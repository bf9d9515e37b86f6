//! Impact agent: wraps `spec_graph`'s change-impact analysis.

use std::sync::Arc;

use async_trait::async_trait;
use serde::Deserialize;

use crate::agent::Agent;
use crate::error::{AgentError, Result};
use crate::model_client::{ChatMessage, ChatRequest, ModelClient};
use crate::task::AgentTask;
use crate::verdict::{ImpactVerdict, Verdict, VerdictEnvelope};

const SYSTEM_PROMPT: &str = "You are a Change Impact Agent. Given a changed node and its graph, \
estimate the blast radius of the change and recommend how cautiously it should be rolled out. \
Respond with a JSON object: {affected_node_ids, impact_ratio, severity, recommendations, \
confidence_score, reasoning}.";

#[derive(Debug, Deserialize)]
struct ImpactInput {
    snapshot: spec_graph::GraphSnapshot,
    changed_node_id: String,
}

pub struct ImpactAgent {
    agent_id: String,
    model: Option<Arc<dyn ModelClient>>,
}

impl ImpactAgent {
    pub fn new(agent_id: impl Into<String>, model: Option<Arc<dyn ModelClient>>) -> Self {
        Self {
            agent_id: agent_id.into(),
            model,
        }
    }
}

#[async_trait]
impl Agent for ImpactAgent {
    fn agent_id(&self) -> &str {
        &self.agent_id
    }

    async fn execute_primary(&self, task: &AgentTask) -> Result<Verdict> {
        let model = self
            .model
            .as_ref()
            .ok_or_else(|| AgentError::ModelClient("no model client configured".to_string()))?;

        let request = ChatRequest {
            messages: vec![
                ChatMessage::system(SYSTEM_PROMPT),
                ChatMessage::user(task.input_data.to_string()),
            ],
            expects_json: true,
        };
        let completion = model.chat(request).await?;

        let mut verdict: ImpactVerdict = serde_json::from_str(&completion.content)
            .map_err(|e| AgentError::ModelClient(format!("malformed verdict json: {e}")))?;
        verdict.envelope.agent_id = self.agent_id.clone();
        verdict.envelope.fallback_mode = false;
        Ok(Verdict::Impact(verdict))
    }

    async fn execute_fallback(&self, task: &AgentTask) -> Result<Verdict> {
        if task.operation != "analyze_change_impact" {
            return Err(AgentError::UnsupportedOperation {
                agent_id: self.agent_id.clone(),
                operation: task.operation.clone(),
            });
        }
        let input: ImpactInput = serde_json::from_value(task.input_data.clone())
            .map_err(|e| AgentError::InvalidInput(e.to_string()))?;

        let resolver = spec_graph::algorithms::DependencyResolver::from_snapshot(&input.snapshot);
        let report = resolver.analyze_change_impact(&input.changed_node_id);

        let verdict = ImpactVerdict {
            envelope: VerdictEnvelope {
                agent_id: self.agent_id.clone(),
                confidence_score: 0.75,
                reasoning: "reverse-adjacency blast radius analysis".to_string(),
                fallback_mode: true,
            },
            affected_node_ids: report.affected_node_ids,
            impact_ratio: report.impact_ratio,
            severity: report.severity,
            recommendations: report.recommendations,
        };
        Ok(Verdict::Impact(verdict))
    }
}

#[cfg(test)]
mod tests {
    use super::*;
    use serde_json::json;
    use spec_graph::{Edge, EdgeKind, GraphSnapshot, Node, NodeKind};

    #[tokio::test]
    async fn fallback_reports_high_severity_for_a_widely_depended_on_node() {
        let nodes = vec![
            Node::new("base", NodeKind::Module, "base"),
            Node::new("a", NodeKind::Module, "a"),
            Node::new("b", NodeKind::Module, "b"),
        ];
        let edges = vec![
            Edge::new("e1", "a", "base", EdgeKind::DependsOn),
            Edge::new("e2", "b", "base", EdgeKind::DependsOn),
        ];
        let snapshot = GraphSnapshot { nodes, edges };

        let agent = ImpactAgent::new("impact-1", None);
        let task = AgentTask::new(
            "t1",
            "p1",
            "impact-1",
            "analyze_change_impact",
            json!({ "snapshot": snapshot, "changed_node_id": "base" }),
        );
        let verdict = agent.execute(&task).await.unwrap();
        match verdict {
            Verdict::Impact(v) => {
                assert_eq!(v.affected_node_ids.len(), 2);
                assert_eq!(v.severity, "high");
            }
            _ => panic!("expected impact verdict"),
        }
    }
}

------------------------------------------------------------------------

Your goal =>
Go through the listing above and write out exactly the lines starting with the one holding "#[async_trait]" and running through the one holding "let input: ImpactInput", ends included, and no others.

Output =>
#[async_trait]
impl Agent for ImpactAgent {
    fn agent_id(&self) -> &str {
        &self.agent_id
    }

    async fn execute_primary(&self, task: &AgentTask) -> Result<Verdict> {
        let model = self
            .model
            .as_ref()
            .ok_or_else(|| AgentError::ModelClient("no model client configured".to_string()))?;

        let request = ChatRequest {
            messages: vec![
                ChatMessage::system(SYSTEM_PROMPT),
                ChatMessage::user(task.input_data.to_string()),
            ],
            expects_json: true,
        };
        let completion = model.chat(request).await?;

        let mut verdict: ImpactVerdict = serde_json::from_str(&completion.content)
            .map_err(|e| AgentError::ModelClient(format!("malformed verdict json: {e}")))?;
        verdict.envelope.agent_id = self.agent_id.clone();
        verdict.envelope.fallback_mode = false;
        Ok(Verdict::Impact(verdict))
    }

    async fn execute_fallback(&self, task: &AgentTask) -> Result<Verdict> {
        if task.operation != "analyze_change_impact" {
            return Err(AgentError::UnsupportedOperation {
                agent_id: self.agent_id.clone(),
                operation: task.operation.clone(),
            });
        }
        let input: ImpactInput = serde_json::from_value(task.input_data.clone())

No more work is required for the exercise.